YOUR OBJECTIVE =
Select, from the data, each line where "Send" occurs.

Dataset entries
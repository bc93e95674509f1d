use crate::core::date_range::parse_date;
use crate::domain::model::{AnonymizedRecord, PersonRecord};
use crate::utils::error::{EtlError, Result};
use chrono::{Datelike, NaiveDate};
use regex::Regex;
use serde_json::Value;
use std::sync::LazyLock;

pub const REDACTION_MARKER: &str = "****";

pub const PII_FIELDS: [&str; 9] = [
    "firstname",
    "lastname",
    "phone",
    "street",
    "streetName",
    "buildingNumber",
    "zipcode",
    "latitude",
    "longitude",
];

pub const EXTRACTED_TS_FIELD: &str = "extracted_ts_utc";

static EMAIL_LOCAL_PART: LazyLock<Regex> =
    LazyLock::new(|| Regex::new(".*@").expect("valid email regex"));

/// 依出生日期計算十年級距，例如 25 歲 -> `[21-30]`、30 歲 -> `[21-30]`。
/// 未滿一歲歸在 `[01-10]`。
pub fn get_age_range(dob: &str, today: NaiveDate) -> Result<String> {
    let birth = parse_date(dob)?;

    let mut age = today.year() - birth.year();
    if (today.month(), today.day()) < (birth.month(), birth.day()) {
        age -= 1;
    }
    if age < 0 {
        return Err(EtlError::FutureDateError {
            dob: dob.to_string(),
        });
    }

    let decade = age / 10;
    let age_range = if age == 0 {
        "[01-10]".to_string()
    } else if age % 10 == 0 {
        format!("[{}1-{}0]", decade - 1, decade)
    } else {
        format!("[{}1-{}0]", decade, decade + 1)
    };

    Ok(age_range)
}

/// 去掉 `@` 之前（含）的所有字元；貪婪比對，含多個 `@` 時只保留最後一段
pub fn email_domain(email: &str) -> String {
    EMAIL_LOCAL_PART.replace_all(email, "").trim().to_string()
}

/// 對單筆人員資料套用去識別化規則，並遞迴處理巢狀物件
pub fn anonymize_pii(person: &PersonRecord, today: NaiveDate) -> Result<AnonymizedRecord> {
    let mut anonymized = AnonymizedRecord::new();

    for (key, value) in person {
        match value {
            Value::Object(nested) => {
                anonymized.insert(key.clone(), Value::Object(anonymize_pii(nested, today)?));
            }
            _ if PII_FIELDS.contains(&key.as_str()) => {
                anonymized.insert(key.clone(), Value::String(REDACTION_MARKER.to_string()));
            }
            _ if key == "email" => {
                let domain = match value {
                    Value::String(email) => Value::String(email_domain(email)),
                    Value::Null => Value::Null,
                    other => {
                        return Err(EtlError::ProcessingError {
                            message: format!("email must be a string, got {}", other),
                        })
                    }
                };
                anonymized.insert("email_domain".to_string(), domain);
            }
            _ if key == "birthday" => {
                let age_range = match value {
                    Value::String(dob) => Value::String(get_age_range(dob, today)?),
                    Value::Null => Value::Null,
                    other => {
                        return Err(EtlError::DateFormatError {
                            value: other.to_string(),
                            format: crate::core::date_range::DATE_FORMAT.to_string(),
                        })
                    }
                };
                anonymized.insert("age_range".to_string(), age_range);
            }
            Value::Array(items) => {
                anonymized.insert(key.clone(), Value::Array(anonymize_items(items, today)?));
            }
            _ => {
                anonymized.insert(key.clone(), value.clone());
            }
        }
    }

    Ok(anonymized)
}

// 陣列中的物件同樣套用規則，純量原樣保留
fn anonymize_items(items: &[Value], today: NaiveDate) -> Result<Vec<Value>> {
    items
        .iter()
        .map(|item| match item {
            Value::Object(nested) => Ok(Value::Object(anonymize_pii(nested, today)?)),
            Value::Array(inner) => Ok(Value::Array(anonymize_items(inner, today)?)),
            other => Ok(other.clone()),
        })
        .collect()
}

/// 批次去識別化，並在每筆最上層加上擷取時間
pub fn anonymize_records(
    persons: Vec<PersonRecord>,
    extracted_ts_utc: &str,
    today: NaiveDate,
) -> Result<Vec<AnonymizedRecord>> {
    persons
        .iter()
        .map(|person| {
            let mut anonymized = anonymize_pii(person, today)?;
            anonymized.insert(
                EXTRACTED_TS_FIELD.to_string(),
                Value::String(extracted_ts_utc.to_string()),
            );
            Ok(anonymized)
        })
        .collect()
}
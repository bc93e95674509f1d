use crate::core::table::AnonymizedTable;
use crate::domain::model::{AnonymizedRecord, PersonRecord};
use crate::utils::error::Result;
use async_trait::async_trait;

pub trait ConfigProvider: Send + Sync {
    fn base_url(&self) -> &str;
    fn import_data_size(&self) -> u64;
    fn date_interval(&self) -> u32;
    fn start_date(&self) -> &str;

    fn persons_url(&self) -> String {
        format!("{}/persons", self.base_url().trim_end_matches('/'))
    }
}

#[async_trait]
pub trait Pipeline: Send + Sync {
    async fn extract(&self) -> Result<Vec<PersonRecord>>;
    async fn transform(&self, data: Vec<PersonRecord>) -> Result<Vec<AnonymizedRecord>>;
    async fn load(&self, records: Vec<AnonymizedRecord>) -> Result<AnonymizedTable>;
}
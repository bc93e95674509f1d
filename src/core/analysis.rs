use crate::core::sql_queries::{
    GERMAN_GMAIL_USERS_PERCENTAGE_SQL, PEOPLE_OVER_60_SQL, ROW_COUNT_SQL,
    TOP_3_GMAIL_COUNTRIES_SQL, TOP_3_GMAIL_COUNTRIES_SQL_2,
};
use crate::core::table::AnonymizedTable;
use crate::domain::model::AnalysisReport;
use crate::utils::error::{EtlError, Result};
use rusqlite::types::Value as SqlValue;
use rusqlite::{params_from_iter, Connection};
use serde_json::Value;

pub const DEFAULT_TABLE_NAME: &str = "df_anonymized_persons";

/// 分析查詢會用到的欄位；資料中沒有時以全 `null` 欄補上
pub const ANALYSIS_COLUMNS: [&str; 3] = ["address_country", "email_domain", "age_range"];

fn quote_identifier(name: &str) -> String {
    format!("\"{}\"", name.replace('"', "\"\""))
}

fn to_sql_value(value: &Value) -> SqlValue {
    match value {
        Value::Null => SqlValue::Null,
        Value::Bool(flag) => SqlValue::Integer(i64::from(*flag)),
        Value::Number(number) => match number.as_i64() {
            Some(integer) => SqlValue::Integer(integer),
            None => number.as_f64().map_or(SqlValue::Null, SqlValue::Real),
        },
        Value::String(text) => SqlValue::Text(text.clone()),
        // 陣列（或殘留的物件）以 JSON 文字保存
        nested => SqlValue::Text(nested.to_string()),
    }
}

/// 以記憶體內 SQLite 作為查詢引擎
pub struct QueryEngine {
    conn: Connection,
    table_name: String,
}

impl QueryEngine {
    pub fn in_memory(table_name: &str) -> Result<Self> {
        let conn = Connection::open_in_memory()?;
        Ok(Self {
            conn,
            table_name: table_name.to_string(),
        })
    }

    fn render(&self, sql: &str) -> String {
        sql.replace("{table}", &quote_identifier(&self.table_name))
    }

    /// 建立資料表並寫入所有列
    pub fn load(&self, table: &AnonymizedTable) -> Result<usize> {
        let mut table = table.clone();
        for column in ANALYSIS_COLUMNS {
            table.ensure_column(column);
        }

        let quoted_table = quote_identifier(&self.table_name);
        let column_list = table
            .column_names()
            .iter()
            .map(|name| quote_identifier(name))
            .collect::<Vec<_>>()
            .join(", ");
        let placeholders = (1..=table.columns().len())
            .map(|i| format!("?{}", i))
            .collect::<Vec<_>>()
            .join(", ");

        self.conn.execute_batch(&format!(
            "DROP TABLE IF EXISTS {quoted_table}; CREATE TABLE {quoted_table} ({column_list});"
        ))?;

        let tx = self.conn.unchecked_transaction()?;
        let mut inserted = 0;
        {
            let mut stmt = tx.prepare(&format!(
                "INSERT INTO {quoted_table} ({column_list}) VALUES ({placeholders})"
            ))?;
            for row in 0..table.row_count() {
                let values = table.columns().iter().map(|column| to_sql_value(&column.values[row]));
                inserted += stmt.execute(params_from_iter(values))?;
            }
        }
        tx.commit()?;

        tracing::debug!(
            "Loaded {} rows x {} columns into '{}'",
            inserted,
            table.columns().len(),
            self.table_name
        );
        Ok(inserted)
    }

    pub fn row_count(&self) -> Result<i64> {
        let count = self
            .conn
            .query_row(&self.render(ROW_COUNT_SQL), [], |row| row.get(0))?;
        Ok(count)
    }

    /// 住在德國且使用 gmail 的比例（整數除法）
    pub fn german_gmail_users_percentage(&self) -> Result<i64> {
        if self.row_count()? == 0 {
            return Err(EtlError::EmptyDatasetError {
                table: self.table_name.clone(),
            });
        }

        let percentage = self.conn.query_row(
            &self.render(GERMAN_GMAIL_USERS_PERCENTAGE_SQL),
            [],
            |row| row.get(0),
        )?;
        Ok(percentage)
    }

    /// 以 `RANK()` 排名取前三名國家，同分者都會列出
    pub fn top_gmail_countries_ranked(&self) -> Result<Vec<(Option<String>, i64)>> {
        self.country_rows(TOP_3_GMAIL_COUNTRIES_SQL)
    }

    /// 依數量排序後嚴格取三筆
    pub fn top_gmail_countries_limited(&self) -> Result<Vec<(Option<String>, i64)>> {
        self.country_rows(TOP_3_GMAIL_COUNTRIES_SQL_2)
    }

    fn country_rows(&self, sql: &str) -> Result<Vec<(Option<String>, i64)>> {
        let mut stmt = self.conn.prepare(&self.render(sql))?;
        let rows = stmt
            .query_map([], |row| Ok((row.get(0)?, row.get(1)?)))?
            .collect::<std::result::Result<Vec<_>, _>>()?;
        Ok(rows)
    }

    pub fn count_people_over_60(&self) -> Result<i64> {
        let count = self
            .conn
            .query_row(&self.render(PEOPLE_OVER_60_SQL), [], |row| row.get(0))?;
        Ok(count)
    }

    pub fn analyze(&self) -> Result<AnalysisReport> {
        let total_rows = usize::try_from(self.row_count()?).unwrap_or_default();
        tracing::info!("Total number of rows extracted from Faker API: {}", total_rows);

        let german_gmail_percentage = self.german_gmail_users_percentage()?;
        tracing::info!(
            "Percentage of users live in Germany and use Gmail = {}",
            german_gmail_percentage
        );

        let top_gmail_countries_ranked = self.top_gmail_countries_ranked()?;
        tracing::info!(
            "Top three countries with their rank (window function) that use Gmail: {:?}",
            top_gmail_countries_ranked
                .iter()
                .map(|(country, rank)| format!("{}. {}", rank, country.as_deref().unwrap_or("unknown")))
                .collect::<Vec<_>>()
        );

        let top_gmail_countries_limited = self.top_gmail_countries_limited()?;
        tracing::info!(
            "Top three countries (as per groupby method) that use Gmail: {:?}",
            top_gmail_countries_limited
                .iter()
                .map(|(country, _)| country.as_deref().unwrap_or("unknown"))
                .collect::<Vec<_>>()
        );

        let people_over_60 = self.count_people_over_60()?;
        tracing::info!("No. of people over 60 years = {}", people_over_60);

        Ok(AnalysisReport {
            total_rows,
            german_gmail_percentage,
            top_gmail_countries_ranked,
            top_gmail_countries_limited,
            people_over_60,
        })
    }
}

EXERCISE OUTPUT =
pub trait ConfigProvider: Send + Sync {
pub trait Pipeline: Send + Sync {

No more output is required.